Bruno Gagliasso, 44 anos, foi honesto sobre como o TDAH e a dislexia afetam o trabalho dele como ator. Em coletiva de imprensa realizada em Brasília, o artista contou que os dois diagnósticos — revelados por ele mesmo em 2025 — dificultam a memorização de falas.
O jeito que ele encontrou para contornar isso foi entender fundo o personagem. Em vez de decorar o texto, ele mergulha nas motivações, nos conflitos e nos porquês da história. "Sobre o meu TDAH, eu realmente não decoro texto. Eu acredito que não adianta qualquer fala ou qualquer texto sem alma, então, eu uso isso. Eu me reconheço e sei que não sou a melhor pessoa para decorar uma fala, mas eu acredito que a alma fala por si", afirmou.
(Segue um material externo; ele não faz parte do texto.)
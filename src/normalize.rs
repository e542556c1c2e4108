//! Normalization of raw response payloads into canonical record shape.
//!
//! The service returns inconsistently-cased keys (`TitleLong`, `book_id`,
//! `ISBNList`) and string-typed values (`"1664"`, `""`). This module
//! converts a raw payload tree into the canonical form the rest of the
//! crate works against:
//!
//! - keys become lowercase `snake_case` (see [`crate::inflect::underscore`]);
//! - string values are trimmed; blank strings become `Null`;
//! - strings of digits with no leading zero become integers, preserving
//!   leading-zero identifiers (ISBNs, zip-like codes) as strings;
//! - objects and arrays recurse element-wise.
//!
//! Normalization is total, deterministic, and idempotent:
//! `normalize_tree(normalize_tree(x)) == normalize_tree(x)`.
//!
//! A field that is blank in the source and a field that is wholly absent
//! are indistinguishable after normalization: both read back as `Null`.
//! Callers rely on this for nil-safe access (see [`crate::record::Record`]).

use crate::inflect;
use lazy_static::lazy_static;
use regex::Regex;
use serde_json::{Map, Value};

lazy_static! {
    // All digits, first digit non-zero. Leading-zero strings stay strings.
    static ref INTEGER_STRING: Regex = Regex::new(r"^[1-9]\d*$").unwrap();
}

/// Normalize a raw key into its canonical `snake_case` form.
#[must_use]
pub fn normalize_key(key: &str) -> String {
    inflect::underscore(key)
}

/// Normalize a raw string value.
///
/// Trims surrounding whitespace, converts blank strings to `Null`, and
/// converts non-leading-zero digit strings to integers. Everything else is
/// kept as a string.
#[must_use]
pub fn normalize_value(raw: &str) -> Value {
    let trimmed = raw.trim();
    if trimmed.is_empty() {
        return Value::Null;
    }
    if INTEGER_STRING.is_match(trimmed) {
        // Digit strings too long for i64 stay strings.
        if let Ok(n) = trimmed.parse::<i64>() {
            return Value::Number(n.into());
        }
    }
    Value::String(trimmed.to_string())
}

/// Recursively normalize a payload tree.
///
/// The payload is always a finite tree, so the recursion terminates.
///
/// # Examples
///
/// ```
/// use isbndb::normalize::normalize_tree;
/// use serde_json::json;
///
/// let raw = json!({"TitleLong": "  A Title  ", "Details": {"PageCount": "32"}});
/// let normalized = normalize_tree(&raw);
/// assert_eq!(normalized, json!({"title_long": "A Title", "details": {"page_count": 32}}));
/// ```
#[must_use]
pub fn normalize_tree(value: &Value) -> Value {
    match value {
        Value::Object(map) => {
            let mut normalized = Map::new();
            for (key, val) in map {
                normalized.insert(normalize_key(key), normalize_tree(val));
            }
            Value::Object(normalized)
        }
        Value::Array(items) => Value::Array(items.iter().map(normalize_tree).collect()),
        Value::String(s) => normalize_value(s),
        other => other.clone(),
    }
}
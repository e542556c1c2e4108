//! Shared helpers for the integration tests.
#![allow(dead_code)]

use isbndb::{xml, IsbndbError, Request, Result, Transport};
use serde_json::Value;
use std::cell::RefCell;
use std::fs;

/// Parse a fixture file under `tests/data/` into a payload tree.
pub fn fixture(name: &str) -> Value {
    let body = fs::read_to_string(format!("tests/data/{name}"))
        .unwrap_or_else(|e| panic!("could not read fixture {name}: {e}"));
    xml::parse_payload(&body).unwrap_or_else(|e| panic!("could not parse fixture {name}: {e}"))
}

/// Transport that answers every request with the same payload, recording
/// each request it sees. Mirrors an HTTP stub pinned to one response body.
pub struct FixtureTransport {
    payload: Value,
    requests: RefCell<Vec<Request>>,
}

impl FixtureTransport {
    pub fn new(payload: Value) -> Self {
        FixtureTransport {
            payload,
            requests: RefCell::new(Vec::new()),
        }
    }

    pub fn from_fixture(name: &str) -> Self {
        Self::new(fixture(name))
    }

    pub fn requests(&self) -> Vec<Request> {
        self.requests.borrow().clone()
    }
}

impl Transport for FixtureTransport {
    fn execute(&self, request: &Request) -> Result<Value> {
        self.requests.borrow_mut().push(request.clone());
        Ok(self.payload.clone())
    }
}

/// Transport that serves a scripted sequence of payloads, one per request.
pub struct SequenceTransport {
    responses: RefCell<Vec<Value>>,
    requests: RefCell<Vec<Request>>,
}

impl SequenceTransport {
    pub fn new(responses: Vec<Value>) -> Self {
        SequenceTransport {
            responses: RefCell::new(responses),
            requests: RefCell::new(Vec::new()),
        }
    }

    pub fn requests(&self) -> Vec<Request> {
        self.requests.borrow().clone()
    }
}

impl Transport for SequenceTransport {
    fn execute(&self, request: &Request) -> Result<Value> {
        self.requests.borrow_mut().push(request.clone());
        let mut responses = self.responses.borrow_mut();
        if responses.is_empty() {
            return Err(IsbndbError::Transport(format!(
                "no scripted response left for {request:?}"
            )));
        }
        Ok(responses.remove(0))
    }
}
//! The query engine: builds requests, dispatches them, rotates keys.
//!
//! [`Client`] owns an [`AccessKeySet`] and a [`Transport`]. Each `find`
//! call builds a deterministic request from its conditions and dispatches
//! it. When the service rejects the key in use, the client advances
//! through the key set and re-issues the identical query until one key
//! succeeds or the set is exhausted. The cursor stays wherever the loop ended, so later
//! calls resume from the key that last worked instead of restarting at the
//! front.

use crate::access_key::AccessKeySet;
use crate::error::{IsbndbError, Result};
use crate::finder::FinderCall;
use crate::query::Query;
use crate::result_set::ResultSet;
use crate::transport::{Request, Transport};
use indexmap::IndexMap;
use serde_json::Value;

/// Client for the ISBNdb query API.
///
/// Single-threaded by design: rotation state is instance-owned and every
/// retry loop runs synchronously. Wrap the client in a mutex if several
/// threads must share one instance.
///
/// ```ignore
/// use isbndb::{AccessKeySet, Client, HttpTransport};
///
/// let mut client = Client::new(
///     HttpTransport::new(),
///     AccessKeySet::new(["ABC123", "DEF456"]),
/// );
/// let page = client.find("books", [("title", "amazing")])?;
/// println!("{} of {} results", page.size(), page.total_results());
/// # Ok::<(), isbndb::IsbndbError>(())
/// ```
#[derive(Debug)]
pub struct Client<T: Transport> {
    transport: T,
    access_keys: AccessKeySet,
}

impl<T: Transport> Client<T> {
    /// Create a client from a transport and an ordered set of access keys.
    pub fn new(transport: T, access_keys: AccessKeySet) -> Self {
        Client {
            transport,
            access_keys,
        }
    }

    /// The access-key set, for inspection.
    #[must_use]
    pub fn access_keys(&self) -> &AccessKeySet {
        &self.access_keys
    }

    /// The underlying transport.
    #[must_use]
    pub fn transport(&self) -> &T {
        &self.transport
    }

    /// Mutable access to the key set, for manual rotation management
    /// (`advance`, `use_key`, `remove_key`).
    pub fn access_keys_mut(&mut self) -> &mut AccessKeySet {
        &mut self.access_keys
    }

    /// Search a collection with ordered equality conditions.
    ///
    /// Conditions are assigned positions 1..N in iteration order, which
    /// fixes their `indexN`/`valueN` placement on the wire; they are never
    /// re-sorted.
    ///
    /// # Errors
    ///
    /// - [`IsbndbError::InvalidQuery`] when `conditions` is empty.
    /// - [`IsbndbError::Authorization`] once every key has been rejected.
    /// - [`IsbndbError::MalformedResponse`] / [`IsbndbError::Transport`]
    ///   surfaced unretried from decoding and I/O.
    pub fn find<'a, I>(&mut self, collection: &str, conditions: I) -> Result<ResultSet>
    where
        I: IntoIterator<Item = (&'a str, &'a str)>,
    {
        let mut query = Query::new(collection);
        for (field, value) in conditions {
            query = query.condition(field, value);
        }
        self.find_query(&query)
    }

    /// Run a pre-built [`Query`].
    ///
    /// # Errors
    ///
    /// Same as [`Client::find`].
    pub fn find_query(&mut self, query: &Query) -> Result<ResultSet> {
        query.validate()?;
        self.dispatch(query.clone())
    }

    /// Run a convention-based finder call such as
    /// `find_books_by_title_and_author`, with values paired positionally.
    ///
    /// # Errors
    ///
    /// - [`IsbndbError::UnrecognizedFinder`] when the name does not match
    ///   the finder grammar at all.
    /// - [`IsbndbError::InvalidQuery`] when the argument count does not
    ///   match the named fields.
    /// - Otherwise as [`Client::find`].
    pub fn finder(&mut self, name: &str, args: &[&str]) -> Result<ResultSet> {
        let call = FinderCall::parse(name)
            .ok_or_else(|| IsbndbError::UnrecognizedFinder(name.to_string()))?;
        let query = call.into_query(args)?;
        self.dispatch(query)
    }

    /// Usage counters for the current access key.
    ///
    /// Issues a fixed query against the reserved `keystats` result section.
    /// Note that this call itself counts against the key's quota. The
    /// `access_key` attribute echoed by the service is dropped from the
    /// returned mapping.
    ///
    /// # Errors
    ///
    /// - [`IsbndbError::Authorization`] when no key is available or the
    ///   service rejects the current one (not retried: the stats are
    ///   per-key, so rotating would answer a different question).
    /// - [`IsbndbError::MalformedResponse`] when the envelope is missing.
    pub fn keystats(&mut self) -> Result<IndexMap<String, i64>> {
        let Some(key) = self.access_keys.current() else {
            return Err(IsbndbError::Authorization(
                "no access key available".to_string(),
            ));
        };
        let request = Request {
            collection: "books".to_string(),
            access_key: key.to_string(),
            results: vec!["keystats".to_string()],
            conditions: Vec::new(),
            page: 1,
        };
        let payload = self.transport.execute(&request)?;
        let envelope = payload.get("ISBNdb").ok_or_else(|| {
            IsbndbError::MalformedResponse("missing ISBNdb envelope".to_string())
        })?;
        if envelope.get("ErrorMessage").is_some() {
            return Err(IsbndbError::Authorization(
                "key stats request rejected".to_string(),
            ));
        }

        let mut stats = IndexMap::new();
        if let Some(Value::Object(counters)) = envelope.get("KeyStats") {
            for (name, value) in counters {
                if name == "access_key" {
                    continue;
                }
                let count = match value {
                    Value::String(s) => s.trim().parse().unwrap_or(0),
                    Value::Number(n) => n.as_i64().unwrap_or(0),
                    _ => 0,
                };
                stats.insert(name.clone(), count);
            }
        }
        Ok(stats)
    }

    /// Dispatch a validated query, rotating access keys on rejection.
    ///
    /// Bounded: one attempt per remaining key, terminating when the cursor
    /// passes the end of the set. The cursor is left on the key that
    /// succeeded, or at exhaustion.
    pub(crate) fn dispatch(&mut self, query: Query) -> Result<ResultSet> {
        loop {
            let Some(key) = self.access_keys.current() else {
                return Err(IsbndbError::Authorization(format!(
                    "all {} access key(s) exhausted querying '{}'",
                    self.access_keys.size(),
                    query.collection()
                )));
            };
            let request = query.to_request(key);
            tracing::debug!(
                collection = request.collection.as_str(),
                page = request.page,
                conditions = request.conditions.len(),
                "dispatching query"
            );
            let payload = self.transport.execute(&request)?;
            match ResultSet::from_payload(query.clone(), &payload) {
                Err(err) if err.is_authorization() => {
                    tracing::warn!(
                        key_index = self.access_keys.current_index(),
                        "access key rejected, rotating to the next key"
                    );
                    self.access_keys.advance();
                }
                outcome => return outcome,
            }
        }
    }
}

#[cfg(test)]
mod tests {
    use super::*;
    use serde_json::json;
    use std::cell::RefCell;

    /// Scripted transport: serves canned payloads in order and records
    /// every request it sees.
    struct MockTransport {
        responses: RefCell<Vec<Result<Value>>>,
        requests: RefCell<Vec<Request>>,
    }

    impl MockTransport {
        fn new(responses: Vec<Result<Value>>) -> Self {
            MockTransport {
                responses: RefCell::new(responses),
                requests: RefCell::new(Vec::new()),
            }
        }

        fn seen(&self) -> Vec<Request> {
            self.requests.borrow().clone()
        }
    }

    impl Transport for MockTransport {
        fn execute(&self, request: &Request) -> Result<Value> {
            self.requests.borrow_mut().push(request.clone());
            let mut responses = self.responses.borrow_mut();
            assert!(!responses.is_empty(), "unexpected request: {request:?}");
            responses.remove(0)
        }
    }

    fn ok_payload() -> Value {
        json!({
            "ISBNdb": {
                "BookList": {
                    "total_results": "1",
                    "page_size": "10",
                    "BookData": {"book_id": "hello", "Title": "Hello"}
                }
            }
        })
    }

    fn error_payload() -> Value {
        json!({"ISBNdb": {"ErrorMessage": "Access key error"}})
    }

    fn client_with(
        responses: Vec<Result<Value>>,
        keys: &[&str],
    ) -> Client<MockTransport> {
        Client::new(
            MockTransport::new(responses),
            AccessKeySet::new(keys.iter().copied()),
        )
    }

    #[test]
    fn test_find_rejects_empty_conditions() {
        let mut client = client_with(vec![], &["ABC123"]);
        let err = client.find("books", []).unwrap_err();
        assert!(matches!(err, IsbndbError::InvalidQuery(_)));
        assert!(client.transport.seen().is_empty());
    }

    #[test]
    fn test_find_places_conditions_in_given_order() {
        let mut client = client_with(vec![Ok(ok_payload())], &["ABC123"]);
        client
            .find("books", [("title", "hello"), ("author", "kemp"), ("isbn", "1")])
            .unwrap();
        let requests = client.transport.seen();
        assert_eq!(
            requests[0].conditions,
            [
                ("title".to_string(), "hello".to_string()),
                ("author".to_string(), "kemp".to_string()),
                ("isbn".to_string(), "1".to_string())
            ]
        );
    }

    #[test]
    fn test_rotation_succeeds_on_kth_key() {
        // First two keys rejected, third succeeds.
        let mut client = client_with(
            vec![Ok(error_payload()), Ok(error_payload()), Ok(ok_payload())],
            &["K1", "K2", "K3"],
        );
        let set = client.find("books", [("title", "hello")]).unwrap();
        assert_eq!(set.size(), 1);
        // The cursor ends on the key that worked.
        assert_eq!(client.access_keys().current_index(), 2);
        assert_eq!(client.access_keys().current(), Some("K3"));
        // Each attempt used the key the cursor pointed at.
        let keys: Vec<String> = client
            .transport
            .seen()
            .into_iter()
            .map(|r| r.access_key)
            .collect();
        assert_eq!(keys, ["K1", "K2", "K3"]);
    }

    #[test]
    fn test_rotation_exhausts_all_keys() {
        let mut client = client_with(
            vec![Ok(error_payload()), Ok(error_payload())],
            &["K1", "K2"],
        );
        let err = client.find("books", [("title", "hello")]).unwrap_err();
        assert!(err.is_authorization());
        assert!(err.to_string().contains("books"));
        // Rotor is exhausted, not wrapped around.
        assert_eq!(client.access_keys().current(), None);
        assert_eq!(client.transport.seen().len(), 2);
    }

    #[test]
    fn test_later_calls_resume_from_current_key() {
        let mut client = client_with(
            vec![Ok(error_payload()), Ok(ok_payload()), Ok(ok_payload())],
            &["K1", "K2"],
        );
        client.find("books", [("title", "a")]).unwrap();
        assert_eq!(client.access_keys().current(), Some("K2"));
        // Second call starts straight at K2.
        client.find("books", [("title", "b")]).unwrap();
        let requests = client.transport.seen();
        assert_eq!(requests[2].access_key, "K2");
    }

    #[test]
    fn test_empty_key_set_fails_without_requests() {
        let mut client = client_with(vec![], &[]);
        let err = client.find("books", [("title", "hello")]).unwrap_err();
        assert!(err.is_authorization());
        assert!(client.transport.seen().is_empty());
    }

    #[test]
    fn test_malformed_response_is_not_retried() {
        let mut client = client_with(
            vec![Ok(json!({"unexpected": true}))],
            &["K1", "K2"],
        );
        let err = client.find("books", [("title", "hello")]).unwrap_err();
        assert!(matches!(err, IsbndbError::MalformedResponse(_)));
        // No rotation happened.
        assert_eq!(client.access_keys().current(), Some("K1"));
        assert_eq!(client.transport.seen().len(), 1);
    }

    #[test]
    fn test_transport_error_is_not_retried() {
        let mut client = client_with(
            vec![Err(IsbndbError::Transport("connection refused".to_string()))],
            &["K1", "K2"],
        );
        let err = client.find("books", [("title", "hello")]).unwrap_err();
        assert!(matches!(err, IsbndbError::Transport(_)));
        assert_eq!(client.access_keys().current(), Some("K1"));
    }

    #[test]
    fn test_finder_dispatches_parsed_call() {
        let mut client = client_with(vec![Ok(ok_payload())], &["ABC123"]);
        client.finder("find_book_by_isbn", &["1590543947"]).unwrap();
        let requests = client.transport.seen();
        assert_eq!(requests[0].collection, "books");
        assert_eq!(
            requests[0].conditions,
            [("isbn".to_string(), "1590543947".to_string())]
        );
    }

    #[test]
    fn test_finder_unrecognized_name() {
        let mut client = client_with(vec![], &["ABC123"]);
        let err = client.finder("destroy_all_books", &[]).unwrap_err();
        assert!(matches!(err, IsbndbError::UnrecognizedFinder(_)));
    }

    #[test]
    fn test_finder_arity_mismatch() {
        let mut client = client_with(vec![], &["ABC123"]);
        let err = client
            .finder("find_books_by_title_and_author", &["only-one"])
            .unwrap_err();
        assert!(matches!(err, IsbndbError::InvalidQuery(_)));
        assert!(client.transport.seen().is_empty());
    }

    #[test]
    fn test_keystats_parses_counters_and_drops_access_key() {
        let payload = json!({
            "ISBNdb": {
                "KeyStats": {
                    "access_key": "ABC123",
                    "requests": "156",
                    "granted": "150",
                    "limit": "0"
                }
            }
        });
        let mut client = client_with(vec![Ok(payload)], &["ABC123"]);
        let stats = client.keystats().unwrap();
        assert_eq!(stats.get("requests"), Some(&156));
        assert_eq!(stats.get("granted"), Some(&150));
        assert_eq!(stats.get("limit"), Some(&0));
        assert!(!stats.contains_key("access_key"));

        let requests = client.transport.seen();
        assert_eq!(requests[0].results, ["keystats".to_string()]);
        assert!(requests[0].conditions.is_empty());
    }

    #[test]
    fn test_keystats_with_no_keys() {
        let mut client = client_with(vec![], &[]);
        assert!(client.keystats().unwrap_err().is_authorization());
    }
}
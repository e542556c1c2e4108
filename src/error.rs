//! Error types for ISBNdb client operations.
//!
//! This module provides the [`IsbndbError`] type for all client library
//! operations and the [`Result`] convenience type.

use thiserror::Error;

/// Error type for all ISBNdb client operations.
///
/// Represents the error conditions that can occur while building a query,
/// dispatching it, or interpreting the service's response.
#[derive(Error, Debug)]
pub enum IsbndbError {
    /// The caller-constructed query is structurally wrong (missing
    /// conditions, arity mismatch on a finder call). Never retried.
    #[error("Invalid query: {0}")]
    InvalidQuery(String),

    /// The service rejected the access key in use. The service returns the
    /// same payload for an overloaded key and an invalid one, so the two
    /// cases are indistinguishable at the protocol level.
    #[error("Access key rejected: {0}")]
    Authorization(String),

    /// The payload does not contain the expected envelope/list/data shape.
    /// Never retried: a retry cannot fix a shape mismatch.
    #[error("Malformed response: {0}")]
    MalformedResponse(String),

    /// A convenience call name does not match the
    /// `find_<collection>_by_<field>[_and_<field>...]` grammar at all.
    /// Distinct from [`IsbndbError::InvalidQuery`], which covers calls that
    /// match the grammar but are malformed (e.g. arity mismatch).
    #[error("Unrecognized finder: {0}")]
    UnrecognizedFinder(String),

    /// Failure in the underlying transport (connection, I/O). The client
    /// does not interpret these beyond surfacing them.
    #[error("Transport error: {0}")]
    Transport(String),
}

impl IsbndbError {
    /// Returns `true` if this is an authorization failure, the one error
    /// kind recovered by access-key rotation.
    #[must_use]
    pub fn is_authorization(&self) -> bool {
        matches!(self, IsbndbError::Authorization(_))
    }
}

/// Convenience type alias for [`std::result::Result`] with [`IsbndbError`].
pub type Result<T> = std::result::Result<T, IsbndbError>;
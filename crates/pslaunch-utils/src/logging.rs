//! Logging for the launcher.
//!
//! The launcher has no user-facing message channel; its exit code is the
//! diagnostic signal. Logging is off unless `PSLAUNCH_LOG` holds an
//! `EnvFilter` directive, in which case events go to stderr.

use tracing_subscriber::{EnvFilter, fmt, layer::SubscriberExt, util::SubscriberInitExt};

/// Environment variable holding the log filter directive.
pub const LOG_ENV: &str = "PSLAUNCH_LOG";

/// Filter used when `PSLAUNCH_LOG` is unset or unparsable.
pub const DEFAULT_FILTER: &str = "off";

/// Build the filter from a directive, falling back to [`DEFAULT_FILTER`].
#[must_use]
pub fn filter_from(directive: Option<&str>) -> EnvFilter {
    directive
        .and_then(|d| EnvFilter::try_new(d).ok())
        .unwrap_or_else(|| EnvFilter::new(DEFAULT_FILTER))
}

/// Initialize the tracing subscriber.
///
/// Returns `false` if a global subscriber was already installed; a second
/// call is harmless.
pub fn init_tracing() -> bool {
    let directive = std::env::var(LOG_ENV).ok();
    let env_filter = filter_from(directive.as_deref());

    tracing_subscriber::registry()
        .with(env_filter)
        .with(
            fmt::layer()
                .with_writer(std::io::stderr)
                .with_target(false)
                .with_thread_ids(false)
                .with_thread_names(false)
                .with_line_number(false)
                .with_file(false)
                .compact(),
        )
        .try_init()
        .is_ok()
}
Ele ainda completou: "Eu prefiro muito mais entender a situação, o porquê eu quero falar aquilo, o porquê eu estou ali, do que decorar um texto." Para Gagliasso, esse método torna a atuação mais natural e gera resultados mais dinâmicos para o público.
A declaração aconteceu durante a divulgação do seu mais novo filme, em que interpreta Honestino Guimarães, líder estudantil preso e morto em 1973 durante a ditadura militar. O longa chegou aos cinemas na quinta-feira (13/8) e mistura depoimentos de familiares e amigos de Honestino com a dramatização protagonizada pelo ator.